CodeSonar will issue a “Unstrusted Network Host” warning in the following code.

#include <stdlib.h>
int ut_host() {
  int status;
  struct addrinfo *res;
 
  status = getaddrinfo("0:0:0:0:0:0:0:1", "80", NULL, &res);
  /* explicit blacklist exception */
  if (status != 0) {
    if (res)
      free(res);
    return status;
  }
   
  status = getaddrinfo("2001:DB8:1:2:3:4:5:6", "80", NULL, &res);
  /* 'Untrusted Network Host' warning issued here. */
   
  if (status != 0) {
    if (res)
      free(res); 
    return status;
  }
  /* ... */
}

 

CodeSonar will issue a “Untrusted Network Port” warning in the following code:

 #include <stdlib.h>
 
void ut_port( const char *myhost, char *myport ) {
  struct addrinfo *res;
  int rv;
  
  rv = getaddrinfo( myhost, "1234", NULL, &res );
  /* 'Untrusted Network Port' warning issued here */
 
  rv = getaddrinfo( myhost, "80", NULL, &res );
  /* whitelisted */
  /* ... */
}

Weak Cryptographic Functions

The use of weak cryptographic functions is poor security. However, an insider may intentionally use these functions to overcome the encryption at a later date. For example, application files with MD5 or DES encryption might seem adequate, however these are known weak encryption algorithms. Sensitive data could be decrypted by attackers with access to the stored files.
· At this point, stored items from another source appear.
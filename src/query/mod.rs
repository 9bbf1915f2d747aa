//! Query normalization for channel handle and keyword inputs.
//!
//! Raw user input is validated and canonicalized here before any network
//! call is made. Normalization is pure and idempotent: feeding an already
//! normalized [`ChannelHandleQuery`] back through [`normalize_query`]
//! yields the same values.
//!
//! # Example
//!
//! ```
//! use vidscout_core::query::normalize_query;
//!
//! let query = normalize_query("@Foo Bar", "vfx, cgi.  motion").unwrap();
//! assert_eq!(query.channel_handle(), "FooBar");
//! assert_eq!(query.keywords(), "vfx cgi motion");
//! ```

mod error;

pub use error::{QueryField, ValidationError, ValidationErrorKind, summarize};

use std::sync::LazyLock;

use regex::Regex;
use serde::Serialize;

use crate::source::VideoRecord;

/// Runs of whitespace and keyword separators collapsed into a single space.
static KEYWORD_SEPARATOR_RE: LazyLock<Regex> =
    LazyLock::new(|| compile_static_regex(r"[\s,.;|]+"));

/// Compiles a regex at static init; panics on invalid pattern.
pub(crate) fn compile_static_regex(pattern: &str) -> Regex {
    Regex::new(pattern).unwrap_or_else(|e| panic!("invalid static regex '{pattern}': {e}"))
}

/// A validated, canonical channel query.
///
/// Constructed once per request by [`normalize_query`] and never mutated.
#[derive(Debug, Clone, PartialEq, Eq, Serialize)]
#[serde(rename_all = "camelCase")]
pub struct ChannelHandleQuery {
    channel_handle: String,
    keywords: String,
}

impl ChannelHandleQuery {
    /// Handle without leading `@` and without whitespace.
    #[must_use]
    pub fn channel_handle(&self) -> &str {
        &self.channel_handle
    }

    /// Keywords separated by single spaces.
    #[must_use]
    pub fn keywords(&self) -> &str {
        &self.keywords
    }
}

/// Validates and canonicalizes raw handle and keyword strings.
///
/// # Errors
///
/// Returns one [`ValidationError`] per offending field when either input is
/// blank after normalization.
pub fn normalize_query(
    raw_handle: &str,
    raw_keywords: &str,
) -> Result<ChannelHandleQuery, Vec<ValidationError>> {
    let channel_handle = normalize_handle(raw_handle);
    let keywords = normalize_keywords(raw_keywords);

    let mut errors = Vec::new();
    if channel_handle.is_empty() {
        errors.push(ValidationError::empty_input(QueryField::ChannelHandle));
    }
    if keywords.is_empty() {
        errors.push(ValidationError::empty_input(QueryField::Keywords));
    }

    if errors.is_empty() {
        Ok(ChannelHandleQuery {
            channel_handle,
            keywords,
        })
    } else {
        Err(errors)
    }
}

/// Removes all whitespace from a handle, then strips leading `@`.
#[must_use]
pub fn normalize_handle(raw: &str) -> String {
    let compact: String = raw.chars().filter(|c| !c.is_whitespace()).collect();
    compact.trim_start_matches('@').to_string()
}

/// Collapses whitespace, commas, periods, semicolons and pipes into single spaces.
#[must_use]
pub fn normalize_keywords(raw: &str) -> String {
    KEYWORD_SEPARATOR_RE
        .replace_all(raw, " ")
        .trim()
        .to_string()
}

/// Returns true if the record's title or description contains any keyword token.
///
/// Matching is case-insensitive. An empty keyword string matches everything.
#[must_use]
pub fn matches_keywords(record: &VideoRecord, keywords: &str) -> bool {
    let tokens: Vec<String> = normalize_keywords(keywords)
        .split(' ')
        .filter(|token| !token.is_empty())
        .map(str::to_lowercase)
        .collect();
    if tokens.is_empty() {
        return true;
    }

    let title = record.title.to_lowercase();
    let description = record.description.to_lowercase();
    tokens
        .iter()
        .any(|token| title.contains(token.as_str()) || description.contains(token.as_str()))
}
CodeSonar issues a “Weak Cryptography” warning with the following code:

#include <openssl/md2.h>
 
void weakcrypto(MD2_CTX *ctx) {
  
if (MD2_Init(ctx)) {
     /* 'Weak Cryptography' warning issued here */
     /* ... */
  }
  /* ... */
}

CONCLUSION:

Insider threats in the form of malicious code written by insiders are a significant, but often overlooked, source of cyberattacks. Advanced static analysis tools can detect intentional malicious code using security vulnerability analysis. GrammaTech CodeSonar detects different types of security vulnerabilities in addition to tainted data flow analysis. CodeSonar also includes checkers for specific malicious code types that help prevent exploitable code from reaching the finished product.